When it comes to the internet, I have some general ground rules that I try to follow, and suggest everyone else follow as well.

1) Never read the comments on online news stories.
Seriously. Don’t fucking do it. You will lose faith in humanity faster than reading the timeline of someone on Twitter whose bio reads “I love God, guns, and ‘Murica!”

2) NEVER READ THE COMMENTS ON ONLINE NEWS STORIES.
In case it wasn’t clear enough the first time.

3) Avoid emotional topics like circumcision and vegetarianism/veganism.
Not that we shouldn’t talk about these things- but great care is needed when discussing emotional issues, as it is often hard to separate the emotions from the actual discussion points.

That being said, I just got finished reading the comments on several news stories and this post is all about vegetarianism and what we eat.

So, here’s how the world works. Some people are vegetarian. Some are vegan. Some are omnivores. Some presumably eat nothing but chocolate (choclovores? I aspire to this). Some people have reasons for their eating habits. Some do it just because it’s what they’ve always done. I was the latter until last year.

Now, here’s the thing that fucking kills me. It is great to have passion, whether it be for better treatment of animals, sustainability of the planet, or the fact that everyone should always eat nothing but chocolate- but when that crosses the line from ‘passion’ to ‘cunty, judgemental rage’, it may be time to take a step back.

I am a vegetarian. This is a relatively new change in my life. This time last year, I was laughing at people who tried to tell me vegetarianism was a realistic life choice, because, to quote myself, ‘cows taste good!’ (My opinion on that hasn’t changed, to be clear)

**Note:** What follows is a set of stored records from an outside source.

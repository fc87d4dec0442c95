//! Kickstart template scanning
//!
//! The composer needs two views of the shipped templates: the `%packages`
//! section of a type's kickstart (to size the type's own payload) and the
//! `installpkg` lines of the live-install template (extra packages the
//! live-iso path needs at build time).

use std::fs;
use std::path::Path;

use super::ComposeError;

/// The parsed `%packages` section of a kickstart template.
#[derive(Debug, Clone, Default, PartialEq)]
pub struct TemplatePackages {
    pub packages: Vec<String>,
    pub groups: Vec<String>,
    pub excluded: Vec<String>,
    /// True when the `%packages` header carries `--nocore`.
    pub nocore: bool,
}

/// Parse the `%packages` section. The section may be left unterminated (the
/// composer closes it at build time); scanning stops at `%end` or EOF.
pub fn parse_packages_section(template: &str) -> TemplatePackages {
    let mut out = TemplatePackages::default();
    let mut in_packages = false;
    for line in template.lines() {
        let line = line.trim();
        if line.starts_with("%packages") {
            in_packages = true;
            out.nocore = line.split_whitespace().any(|t| t == "--nocore");
            continue;
        }
        if !in_packages {
            continue;
        }
        if line == "%end" {
            break;
        }
        if line.is_empty() || line.starts_with('#') {
            continue;
        }
        if let Some(group) = line.strip_prefix('@') {
            out.groups.push(group.trim().to_string());
        } else if let Some(excluded) = line.strip_prefix('-') {
            out.excluded.push(excluded.trim().to_string());
        } else {
            out.packages.push(line.to_string());
        }
    }
    out
}

/// Extra package names required to assemble a live iso, extracted from the
/// `installpkg` lines of `<share_dir>/live/live-install.tmpl`. Other types
/// contribute no extras.
pub fn live_template_packages(share_dir: &Path) -> Result<Vec<String>, ComposeError> {
    let path = share_dir.join("live").join("live-install.tmpl");
    let text = fs::read_to_string(&path).map_err(|e| {
        ComposeError::BuildFailed(format!(
            "cannot read live template {}: {e}",
            path.display()
        ))
    })?;

    let mut packages = Vec::new();
    for line in text.lines() {
        let line = line.trim();
        if !line.starts_with("installpkg") {
            continue;
        }
        let tokens = shell_words::split(line)
            .map_err(|e| ComposeError::BuildFailed(format!("bad live template line: {e}")))?;
        packages.extend(
            tokens
                .into_iter()
                .skip(1)
                .filter(|t| !t.starts_with("--")),
        );
    }
    Ok(packages)
}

I grew up on a cattle farm in the middle of nowhere in a sparsely populated province in the middle of nowhere in the sparsely populated country of Canada. My dad made a living raising cattle. I helped to raise them, forking hay, cutting feed, unfreezing water bowls in the dead of winter. Our freezer was permanently stocked with packages and packages of ground beef, steak, roasts, etc etc etc. We ate cow. A lot. That’s how I was raised. My dad always treated his cattle well, and when the freezer was low, he’d send off one of the cows he’d raised to the local butcher and WHAM. Freezer was bountiful once again. This was my understanding of how the food processing system worked.

Why am I telling you this? Because it took me 27 years of life to realize that just because this is how I was raised, doesn’t necessarily make it ‘normal’, or ‘right’, or ‘moral’. Initially, when it was suggested to me that eating meat was not moral, I was offended. Which is saying something, because crazy theists insult me all day long, and fewer fucks I could not give. But after taking a step back, and not taking it so personally, I came to a roundabout conclusion.

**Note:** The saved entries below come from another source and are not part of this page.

//! File-backed package database
//!
//! Each enabled source points at a repository metadata directory containing a
//! `packages.toml` index: the available packages (name, epoch, version,
//! release, arch, requires, installed size) and the named package groups.
//! Opening the database reads every reachable index; re-opening is how the
//! handle picks up published metadata changes.

use std::collections::{BTreeMap, HashMap, HashSet, VecDeque};
use std::cmp::Ordering;
use std::fs;

use glob::Pattern;
use serde::{Deserialize, Serialize};
use tracing::{debug, warn};

use super::sources::SourceStore;
use super::{PackageNEVRA, ResolverError};

/// One available package as described by repository metadata.
#[derive(Debug, Clone, PartialEq, Serialize, Deserialize)]
pub struct PackageMeta {
    pub name: String,
    #[serde(default)]
    pub epoch: u64,
    pub version: String,
    pub release: String,
    pub arch: String,
    #[serde(default)]
    pub summary: String,
    #[serde(default)]
    pub description: String,
    #[serde(default)]
    pub homepage: Option<String>,
    /// Names of packages this one needs installed.
    #[serde(default)]
    pub requires: Vec<String>,
    /// Installed size in bytes.
    #[serde(default)]
    pub size: u64,
}

impl PackageMeta {
    pub fn nevra(&self) -> PackageNEVRA {
        PackageNEVRA {
            name: self.name.clone(),
            epoch: self.epoch,
            version: self.version.clone(),
            release: self.release.clone(),
            arch: self.arch.clone(),
        }
    }
}

/// A named package collection provided by the repository metadata.
#[derive(Debug, Clone, PartialEq, Serialize, Deserialize)]
pub struct GroupMeta {
    pub name: String,
    #[serde(default)]
    pub packages: Vec<String>,
}

#[derive(Debug, Default, Deserialize)]
struct RepoIndex {
    #[serde(default)]
    packages: Vec<PackageMeta>,
    #[serde(default)]
    groups: Vec<GroupMeta>,
}

/// Project info returned by list/info operations: the newest build first.
#[derive(Debug, Clone, Serialize, Deserialize)]
pub struct ProjectInfo {
    pub name: String,
    pub summary: String,
    pub description: String,
    #[serde(skip_serializing_if = "Option::is_none")]
    pub homepage: Option<String>,
    pub builds: Vec<PackageNEVRA>,
}

/// The in-memory package database built from every reachable source index.
pub struct PackageDb {
    /// name -> candidate packages, newest EVR first.
    index: HashMap<String, Vec<PackageMeta>>,
    groups: HashMap<String, GroupMeta>,
}

impl PackageDb {
    /// Read the metadata of every enabled source. Sources whose metadata is
    /// unreachable are skipped with a warning so one broken mirror does not
    /// take the whole universe down.
    pub fn open(sources: &SourceStore) -> Result<Self, ResolverError> {
        let mut index: HashMap<String, Vec<PackageMeta>> = HashMap::new();
        let mut groups = HashMap::new();

        for source in sources.enabled()? {
            let Some(path) = source.local_path() else {
                warn!(source = %source.name, url = %source.url,
                      "source metadata is not locally reachable, skipping");
                continue;
            };
            let index_path = path.join("packages.toml");
            let text = match fs::read_to_string(&index_path) {
                Ok(text) => text,
                Err(e) => {
                    warn!(source = %source.name, path = %index_path.display(),
                          error = %e, "failed to read source metadata, skipping");
                    continue;
                }
            };
            let repo: RepoIndex = toml::from_str(&text)?;
            debug!(source = %source.name, packages = repo.packages.len(),
                   "loaded source metadata");
            for pkg in repo.packages {
                index.entry(pkg.name.clone()).or_default().push(pkg);
            }
            for group in repo.groups {
                groups.entry(group.name.clone()).or_insert(group);
            }
        }

        for candidates in index.values_mut() {
            candidates.sort_by(|a, b| compare_evr(b, a));
        }

        Ok(Self { index, groups })
    }

    /// Best (newest) candidate for `name` whose version matches `vglob`.
    fn best_match(&self, name: &str, vglob: &str) -> Option<&PackageMeta> {
        let candidates = self.index.get(name)?;
        let pattern = Pattern::new(vglob).ok();
        candidates.iter().find(|pkg| {
            if vglob == "*" {
                return true;
            }
            let Some(pattern) = &pattern else { return false };
            // Globs may target the plain version or a frozen rendering.
            pattern.matches(&pkg.version)
                || pattern.matches(&format!("{}-{}", pkg.version, pkg.release))
                || pattern.matches(&format!(
                    "{}:{}-{}",
                    pkg.epoch, pkg.version, pkg.release
                ))
                || pattern.matches(&format!(
                    "{}:{}-{}.{}",
                    pkg.epoch, pkg.version, pkg.release, pkg.arch
                ))
        })
    }

    /// Transitive resolution of `projects` and `groups` into concrete
    /// packages. See [`super::ResolverHandle::depsolve`].
    pub fn depsolve(
        &self,
        projects: &[(String, String)],
        groups: &[String],
        with_core: bool,
    ) -> Result<(u64, Vec<PackageNEVRA>), ResolverError> {
        let mut requested: VecDeque<(String, String, Option<String>)> = VecDeque::new();

        let mut group_names: Vec<&str> = groups.iter().map(|g| g.as_str()).collect();
        if with_core && self.groups.contains_key("core") && !group_names.contains(&"core") {
            group_names.push("core");
        }
        for group in group_names {
            let meta = self.groups.get(group).ok_or_else(|| {
                ResolverError::Projects(format!("group '{group}' does not exist"))
            })?;
            for pkg in &meta.packages {
                requested.push_back((pkg.clone(), "*".to_string(), None));
            }
        }
        for (name, vglob) in projects {
            requested.push_back((name.clone(), vglob.clone(), None));
        }

        let mut selected: BTreeMap<String, &PackageMeta> = BTreeMap::new();
        let mut seen: HashSet<String> = HashSet::new();
        while let Some((name, vglob, wanted_by)) = requested.pop_front() {
            if !seen.insert(name.clone()) {
                continue;
            }
            let Some(pkg) = self.best_match(&name, &vglob) else {
                let msg = match wanted_by {
                    Some(parent) => format!(
                        "nothing provides '{name}' required by '{parent}'"
                    ),
                    None => format!("no package matches '{name}-{vglob}'"),
                };
                return Err(ResolverError::Projects(msg));
            };
            for req in &pkg.requires {
                requested.push_back((req.clone(), "*".to_string(), Some(name.clone())));
            }
            selected.insert(name, pkg);
        }

        let installed_size = selected.values().map(|p| p.size).sum();
        let mut deps: Vec<PackageNEVRA> = selected.values().map(|p| p.nevra()).collect();
        deps.sort_by(|a, b| a.name.to_lowercase().cmp(&b.name.to_lowercase()));
        Ok((installed_size, deps))
    }

    pub fn list_projects(
        &self,
        pattern: Option<&str>,
        limit: usize,
        offset: usize,
    ) -> Result<(usize, Vec<ProjectInfo>), ResolverError> {
        let matcher = match pattern {
            Some(p) if p != "*" => Some(Pattern::new(p).map_err(|e| {
                ResolverError::Projects(format!("bad pattern '{p}': {e}"))
            })?),
            _ => None,
        };
        let mut names: Vec<&String> = self
            .index
            .keys()
            .filter(|n| matcher.as_ref().map(|m| m.matches(n)).unwrap_or(true))
            .collect();
        names.sort();
        let total = names.len();
        let page = names
            .into_iter()
            .skip(offset)
            .take(limit)
            .map(|n| self.project(n))
            .collect();
        Ok((total, page))
    }

    pub fn project_info(&self, names: &[String]) -> Result<Vec<ProjectInfo>, ResolverError> {
        names
            .iter()
            .map(|name| {
                if self.index.contains_key(name) {
                    Ok(self.project(name))
                } else {
                    Err(ResolverError::Projects(format!("unknown project '{name}'")))
                }
            })
            .collect()
    }

    fn project(&self, name: &str) -> ProjectInfo {
        let builds = &self.index[name];
        let newest = &builds[0];
        ProjectInfo {
            name: name.to_string(),
            summary: newest.summary.clone(),
            description: newest.description.clone(),
            homepage: newest.homepage.clone(),
            builds: builds.iter().map(|p| p.nevra()).collect(),
        }
    }
}

/// Compare two packages by (epoch, version, release) the way rpm does:
/// alternating numeric and alphabetic segments, numerics compared as numbers.
pub fn compare_evr(a: &PackageMeta, b: &PackageMeta) -> Ordering {
    a.epoch
        .cmp(&b.epoch)
        .then_with(|| compare_version(&a.version, &b.version))
        .then_with(|| compare_version(&a.release, &b.release))
}

fn compare_version(a: &str, b: &str) -> Ordering {
    let seg_a = segments(a);
    let seg_b = segments(b);
    for (sa, sb) in seg_a.iter().zip(seg_b.iter()) {
        let ord = match (sa, sb) {
            (Segment::Num(x), Segment::Num(y)) => x.cmp(y),
            (Segment::Alpha(x), Segment::Alpha(y)) => x.cmp(y),
            // Numeric segments sort newer than alphabetic ones.
            (Segment::Num(_), Segment::Alpha(_)) => Ordering::Greater,
            (Segment::Alpha(_), Segment::Num(_)) => Ordering::Less,
        };
        if ord != Ordering::Equal {
            return ord;
        }
    }
    seg_a.len().cmp(&seg_b.len())
}

#[derive(Debug, PartialEq)]
enum Segment {
    Num(u64),
    Alpha(String),
}

fn segments(version: &str) -> Vec<Segment> {
    let mut out = Vec::new();
    let mut chars = version.chars().peekable();
    while let Some(&c) = chars.peek() {
        if c.is_ascii_digit() {
            let mut num = String::new();
            while let Some(&c) = chars.peek() {
                if c.is_ascii_digit() {
                    num.push(c);
                    chars.next();
                } else {
                    break;
                }
            }
            out.push(Segment::Num(num.parse().unwrap_or(u64::MAX)));
        } else if c.is_ascii_alphabetic() {
            let mut alpha = String::new();
            while let Some(&c) = chars.peek() {
                if c.is_ascii_alphabetic() {
                    alpha.push(c);
                    chars.next();
                } else {
                    break;
                }
            }
            out.push(Segment::Alpha(alpha));
        } else {
            // Separators only delimit segments.
            chars.next();
        }
    }
    out
}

We are all immoral. In some way or another, not one of us is perfectly moral. I think we can probably all agree that needlessly killing an animal is not the most ethical or moral outcome. Even people who want to deny this know it to be true, based solely on the fact that we are typically outraged when dolphins are slaughtered or captured in Taiji for display in ‘marine parks’, healthy but ‘genetically unimportant’ giraffes are ‘surplussed’, or we see pictures of proud hunters holding up the head of the lion they just shot. Other than in the most extreme of individuals (those who, somehow, find slaughtering animals to be an enjoyable ‘sport’, which I would equate more to some sort of psychosis), we mostly feel remorse for the animals killed, and anger toward those who killed them. This reaction, to me, is normal.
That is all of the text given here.